The interest of the minor child can be served best at this point by permitting the judicial process previously invoked to continue to its normal *1066 conclusion. We believe that this was the intention of the Legislature when it enacted amendments[6] to section 224n in 1955 and 1957.
The alternative writ heretofore granted is discharged and the petition for peremptory writ of prohibition and mandate is denied.
Ford, P.J., and Schweitzer, J., concurred.
Petitioner's application for a hearing by the Supreme Court was denied February 18, 1970.
NOTES
[*]   Assigned by the Chairman of the Judicial Council.

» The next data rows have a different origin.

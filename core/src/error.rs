use thiserror::Error;

/// Error ontology for the sniping pipeline. Transient kinds are retried by
/// the backoff runner; the rest propagate to the caller or abort the message.
#[derive(Error, Debug)]
pub enum CoreError {
    #[error("rate limited: {0}")]
    RateLimited(String),

    #[error("timeout: {0}")]
    Timeout(String),

    #[error("gateway transient error: {0}")]
    GatewayTransient(String),

    #[error("malformed transaction: {0}")]
    MalformedTransaction(String),

    #[error("mint not found: {0}")]
    MintNotFound(String),

    #[error("invalid address: {0}")]
    InvalidAddress(String),

    #[error("insufficient balance: {0}")]
    InsufficientBalance(String),

    #[error("simulation rejected: {0}")]
    SimulationRejected(String),

    #[error("not confirmed: {0}")]
    NotConfirmed(String),

    #[error("provider error: {0}")]
    ProviderError(String),

    #[error("invalid configuration: {0}")]
    ConfigInvalid(String),

    #[error("retries exhausted for {0}")]
    RetriesExhausted(String),

    #[error("invalid keypair: {0}")]
    InvalidKeypair(String),

    #[error("I/O error: {0}")]
    Io(String),

    #[error("JSON error: {0}")]
    Json(#[from] serde_json::Error),

    #[error("TOML serialization error: {0}")]
    TomlSerialization(String),

    #[error("integer conversion error: {0}")]
    IntConversion(#[from] std::num::TryFromIntError),

    #[error("initialization error: {0}")]
    Init(String),
}

pub type AppError = CoreError;

impl From<std::io::Error> for CoreError {
    fn from(err: std::io::Error) -> Self {
        CoreError::Io(err.to_string())
    }
}

impl From<config::ConfigError> for CoreError {
    fn from(err: config::ConfigError) -> Self {
        CoreError::ConfigInvalid(err.to_string())
    }
}

impl From<toml::ser::Error> for CoreError {
    fn from(err: toml::ser::Error) -> Self {
        CoreError::TomlSerialization(err.to_string())
    }
}

impl CoreError {
    /// Retriable errors are rate-limited/timeout/gateway-transient indicators.
    pub fn is_retriable(&self) -> bool {
        matches!(
            self,
            CoreError::RateLimited(_) | CoreError::Timeout(_) | CoreError::GatewayTransient(_)
        )
    }

    /// Classify a raw provider error string the way the backoff runner needs to.
    pub fn classify_provider_message(msg: &str) -> Self {
        let lower = msg.to_ascii_lowercase();
        if lower.contains("429") || lower.contains("too many requests") {
            CoreError::RateLimited(msg.to_string())
        } else if lower.contains("timeout") || lower.contains("timed out") {
            CoreError::Timeout(msg.to_string())
        } else if lower.contains("gateway") || lower.contains("502") || lower.contains("503") {
            CoreError::GatewayTransient(msg.to_string())
        } else {
            CoreError::ProviderError(msg.to_string())
        }
    }
}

[1]  Civil Code section 224n provides as follows: "The agency to which a child has been relinquished for adoption shall be responsible for the care of the child, and shall be entitled to the custody and control of the child at all times until a petition for adoption has been granted. Any placement for temporary care, or for adoption made by the agency, may be terminated at the discretion of the agency at any time prior to the granting of a petition for adoption. In the event of termination of any placement for temporary care or for adoption, the child shall be returned promptly to the physical custody of the agency.

"No petition may be filed to adopt a child relinquished to a licensed adoption agency except by the prospective adoptive parents with whom the child has been placed for adoption by the adoption agency. After the petition for adoption has been filed, the agency may remove the child from the prospective adoptive parents only with the approval of the court, upon motion by the agency after notice to the prospective adoptive parents, supported by an affidavit or affidavits stating the grounds on which removal is sought. If an agency refuses to consent to the adoption of a child by the person or persons with whom the agency placed the child for adoption, the superior court may nevertheless decree the adoption if it finds that the refusal to consent is not in the best interest of the child."
[2]  Unless otherwise noted, all code references are to the civil code.
[3]  Stats. 1953, ch. 1122, p. 2617, § 1.
[4]  Stats. 1957, ch. 1237, p. 2545, § 1.
[5]  Stats. 1955, ch. 949, p. 1835, § 1.
[6]  These amendments are the second sentence of the second paragraph of section 224n (Stats. 1957, ch. 1237, p. 2545, § 1) and the third sentence of the second paragraph of section 224n (Stats. 1955, ch. 949, p. 1835, § 1).